Estudos atuais sobre a evolução humana, baseados em análises de fósseis, indicam que existiram várias linhagens de hominídeos, mas apenas uma sobreviveu. Os Neandertais e os Denisovanos, duas dessas espécies extintas, são os que mais evoluíram e chegaram próximos aos humanos. A comparação entre os genomas dos Neandertais, dos Denisovanos e dos humanos já mostrou que muitos humanos hoje carregam genes do passado, o que permitiu uma enumeração de diferenças de características genéticas humanas específicas relevantes para a evolução humana. Ao comparar o genoma dos Neandertais e dos Denisovanos com os de humanos modernos, o professor Alysson Muotri notou várias distinções, como a existência ainda hoje, na população de certas regiões, de características do genoma arcaico. É possível que outros fragmentos tenham sido eliminados por seleção natural devido a alguma desvantagem adaptativa, seja na saúde, na fertilidade, na aparência ou na cognição. “No passado, já havíamos comparado organóides cerebrais de humanos com de outros primatas, como o chimpanzé. No entanto, para entender as origens do cérebro moderno, precisaríamos compará-los com o dos nossos primos evolutivos mais próximos, como os Neandertais.”, explica Muotri.

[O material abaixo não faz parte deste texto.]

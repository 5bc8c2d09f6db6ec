//! The render pass.

use super::OutOfBounds;
use crate::context::Context;
use crate::geometry::Color;
use crate::render_state::{Quad, RenderSink, RenderTextureInfo, RenderTextureOutcome, ShaderId};
use crate::scene::SceneGraph;
use crate::texture::{QuadTexture, ResultTexture, Texture};
use crate::texturizer::FULL_RENDER_UPDATE;
use crate::tree::NodeId;

/// An offscreen pass that is currently collecting quads.
#[derive(Debug)]
struct OpenPass {
    node: NodeId,
    width: f32,
    height: f32,
    empty: bool,
    /// Output the pass can borrow instead of being drawn, while its only
    /// quad is a plain copy of that output.
    reusable: Option<ResultTexture>,
}

/// Render-state tracking for one render pass.
pub(crate) struct RenderFrame<'a> {
    sink: &'a mut dyn RenderSink,
    passes: Vec<OpenPass>,
    shader: Option<ShaderId>,
    /// An enclosing render-to-texture node caches its result this frame.
    is_caching_texturizer: bool,
    quads: u64,
}

impl<'a> RenderFrame<'a> {
    pub(crate) fn new(sink: &'a mut dyn RenderSink) -> Self {
        Self {
            sink,
            passes: Vec::new(),
            shader: None,
            is_caching_texturizer: false,
            quads: 0,
        }
    }

    pub(crate) fn quads(&self) -> u64 {
        self.quads
    }

    fn set_shader(&mut self, shader: Option<ShaderId>, owner: Option<NodeId>) {
        self.shader = shader;
        self.sink.set_shader(shader, owner);
    }

    /// Submit a quad. `source` is the result handle the quad's target was
    /// resolved from, if any.
    fn add_quad(&mut self, quad: Quad, source: Option<&ResultTexture>) {
        if let Some(pass) = self.passes.last_mut() {
            let first = pass.empty && self.shader.is_none();
            pass.reusable = match (quad.texture, source) {
                (QuadTexture::Target(target), Some(source))
                    if first
                        && quad.is_plain_copy(pass.width, pass.height)
                        && source.target() == Some(target) =>
                {
                    Some(source.clone())
                }
                _ => None,
            };
            pass.empty = false;
        }
        self.quads += 1;
        self.sink.add_quad(quad);
    }
}

impl SceneGraph {
    pub(crate) fn render_node(&mut self, id: NodeId, frame: &mut RenderFrame<'_>) {
        if self.nodes[id].z_sort {
            self.sort_z_indexed_children(id);
        }

        let node = &mut self.nodes[id];
        if node.out_of_bounds == OutOfBounds::Culled {
            return;
        }
        let has_render_updates = std::mem::take(&mut node.has_render_updates);
        if node.render_context().alpha <= 0.0 {
            return;
        }

        if node.use_render_to_texture {
            self.render_advanced(id, has_render_updates, frame);
        } else {
            self.render_simple(id, frame);
        }
    }

    fn render_simple(&mut self, id: NodeId, frame: &mut RenderFrame<'_>) {
        let node = &self.nodes[id];
        if node.out_of_bounds == OutOfBounds::Visible
            && let Some(quad) = self.own_quad(id, node.render_context())
        {
            let scissor = node.scissor;
            frame.set_shader(self.active_shader(id), node.shader_owner);
            frame.sink.set_scissor(scissor);
            frame.add_quad(quad, self.displayed_result(id));
        }

        // A lazy texturizer switched itself off because its content was
        // changing. Revisit the node next frame to see whether it settled.
        if self.nodes[id]
            .texturizer
            .as_ref()
            .is_some_and(|t| t.enabled && t.lazy)
        {
            self.set_has_updates(id);
        }

        self.render_children(id, frame);
    }

    fn render_advanced(&mut self, id: NodeId, has_render_updates: u8, frame: &mut RenderFrame<'_>) {
        let node = &mut self.nodes[id];
        let (width, height) = (node.w, node.h);
        if width <= 0.0 || height <= 0.0 {
            return;
        }
        let Some(texturizer) = node.texturizer.as_mut() else {
            debug_assert!(false, "{:?} renders to texture without a texturizer", id);
            return;
        };

        let must_render_children =
            !texturizer.has_render_texture() || has_render_updates >= FULL_RENDER_UPDATE;
        let was_caching = frame.is_caching_texturizer;
        // Presenting an unchanged result can always use the backend cache.
        let mut cache = true;

        if must_render_children {
            self.stats.render_texture_passes += 1;
            let has_result = texturizer.has_result_texture();
            cache = has_result
                && (has_render_updates < FULL_RENDER_UPDATE || !frame.is_caching_texturizer);
            if cache {
                frame.is_caching_texturizer = true;
            }
            if !has_result {
                // Nobody depends on the previous content; give the target
                // back before descendants allocate theirs.
                texturizer.release_render_texture(self.pool.as_mut());
            }

            frame.set_shader(None, Some(id));
            frame.passes.push(OpenPass {
                node: id,
                width,
                height,
                empty: true,
                reusable: None,
            });
            frame.sink.start_render_texture(RenderTextureInfo {
                node: id,
                width,
                height,
                cache,
            });
            frame.sink.set_scissor(None);
            if let Some(quad) = self.own_quad(id, Context::IDENTITY) {
                frame.add_quad(quad, self.displayed_result(id));
            }

            log::trace!("{:?} rendering {}x{} offscreen", id, width, height);
            self.render_children(id, frame);
            cache = self.finish_render_texture(id, frame, cache);
        } else {
            self.stats.cached_passes += 1;
        }

        let node = &self.nodes[id];
        let Some(texturizer) = node.texturizer.as_ref() else {
            return;
        };
        if !texturizer.is_empty()
            && !texturizer.render_offscreen()
            && node.out_of_bounds == OutOfBounds::Visible
            && let Some(target) = texturizer.render_texture()
        {
            let colors = if texturizer.colorize() {
                node.colors
            } else {
                [Color::WHITE; 4]
            };
            let quad = Quad {
                node: id,
                context: node.render_context(),
                width,
                height,
                texture: QuadTexture::Target(target),
                colors,
                result: true,
            };
            let scissor = node.scissor;
            frame.set_shader(self.active_shader(id), Some(id));
            frame.sink.set_scissor(scissor);
            frame.sink.set_texturizer(Some(id), cache);
            frame.add_quad(quad, texturizer.result());
            frame.sink.set_texturizer(None, false);
        }

        frame.is_caching_texturizer = was_caching;
    }

    /// Close the pass opened by `id` and decide what backs its result.
    /// Returns whether the backend may cache the result.
    fn finish_render_texture(&mut self, id: NodeId, frame: &mut RenderFrame<'_>, cache: bool) -> bool {
        let pass = frame.passes.pop();
        debug_assert!(
            pass.as_ref().is_some_and(|p| p.node == id),
            "unbalanced render texture passes"
        );
        let Some(pass) = pass else {
            return false;
        };

        let node = &mut self.nodes[id];
        let Some(texturizer) = node.texturizer.as_mut() else {
            return false;
        };
        let pool = self.pool.as_mut();
        let mut cache = cache;

        let outcome = if pass.empty {
            texturizer.empty = true;
            texturizer.release_render_texture(pool);
            RenderTextureOutcome::Empty
        } else if let Some(source) = pass.reusable.filter(|s| texturizer.can_reuse(s))
            && let Some(target) = source.target()
        {
            texturizer.empty = false;
            texturizer.reuse_texture_as_render_texture(source, pool);
            RenderTextureOutcome::Reused(target)
        } else {
            texturizer.empty = false;
            let w = pass.width.ceil() as u32;
            let h = pass.height.ceil() as u32;
            // Quads must be drawn into an owned target of the right size.
            if texturizer.render_texture_reused()
                || texturizer
                    .render_texture()
                    .is_some_and(|t| t.width != w || t.height != h)
            {
                texturizer.release_render_texture(pool);
            }
            match texturizer.get_render_texture(pool, w, h) {
                Ok(target) => RenderTextureOutcome::Rendered(target),
                Err(err) => {
                    log::warn!("Skipping render to texture of {:?}: {}", id, err);
                    texturizer.empty = true;
                    node.has_render_updates = FULL_RENDER_UPDATE;
                    cache = false;
                    self.stats.allocation_failures += 1;
                    RenderTextureOutcome::Failed
                }
            }
        };
        frame.sink.finish_render_texture(outcome);

        if !texturizer.empty {
            texturizer.result_texture();
            texturizer.update_result_texture();
        }
        cache
    }

    fn render_children(&mut self, id: NodeId, frame: &mut RenderFrame<'_>) {
        let node = &self.nodes[id];
        let children = node.children.clone();
        if node.z_context_usage > 0 && !node.z_indexed_children.is_empty() {
            let sorted = node.z_indexed_children.clone();
            let split = sorted
                .iter()
                .position(|&c| self.nodes[c].z_index > 0)
                .unwrap_or(sorted.len());
            for &child in &sorted[..split] {
                self.render_node(child, frame);
            }
            self.render_plain_children(&children, frame);
            for &child in &sorted[split..] {
                self.render_node(child, frame);
            }
        } else {
            self.render_plain_children(&children, frame);
        }
    }

    /// Children in tree order, leaving out the ones drawn by a z-context.
    fn render_plain_children(&mut self, children: &[NodeId], frame: &mut RenderFrame<'_>) {
        for &child in children {
            if self.nodes[child].z_index == 0 {
                self.render_node(child, frame);
            }
        }
    }

    /// Quad for the node's own texture, if it has anything to show.
    fn own_quad(&self, id: NodeId, context: Context) -> Option<Quad> {
        let node = &self.nodes[id];
        let texture = node.texture.as_ref()?.resolve()?;
        Some(Quad {
            node: id,
            context,
            width: node.w,
            height: node.h,
            texture,
            colors: node.colors,
            result: false,
        })
    }

    /// The result handle behind the node's own texture, when it displays
    /// another node's output.
    fn displayed_result(&self, id: NodeId) -> Option<&ResultTexture> {
        match self.nodes[id].texture.as_ref()? {
            Texture::Result(result) => Some(result),
            Texture::Image { .. } => None,
        }
    }
}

Humanos modernos e os Neandertais se separaram em duas linhagens há cerca de 400 mil anos. Nossos ancestrais diretos ficaram na África enquanto os Neandertais migraram para o norte europeu. Vestígios arqueológicos sugerem que os nossos ancestrais saíram da África em direção a Europa cerca de 60 mil anos atrás. Naquele momento, as duas espécies coexistiram. Os Neandertais acabaram extintos logo após esse contato com os humanos, por causas que ainda geram muita especulação. Do ponto de vista neurológico, os cientistas sabem apenas que os Neandertais possuíam volume cerebral semelhante ao dos humanos modernos, com pequenas diferenças estruturais. O material genético, extraído de fósseis, foi decodificado em 2010. Pouco se sabe sobre os Denisovanos, pois as evidências arqueológicas são quase inexistentes. Tudo o que é conhecido dos Denisovanos vem de genomas encontrados em pedaços de ossos fossilizados. Além de Kihara e Muotri , os pesquisadores brasileiros que assinam o artigo publicado na Science são Priscila D. Negraes , da Universidade da Califórnia, Estados Unidos; Roberto Hirochi Herai , da Escola de Medicina da PUC-Paraná; Mariana Ferraz e Fernando Borges , do L aboratório de Neurogenética, Centro de Matemática, Computação e Cognição, da UFABC.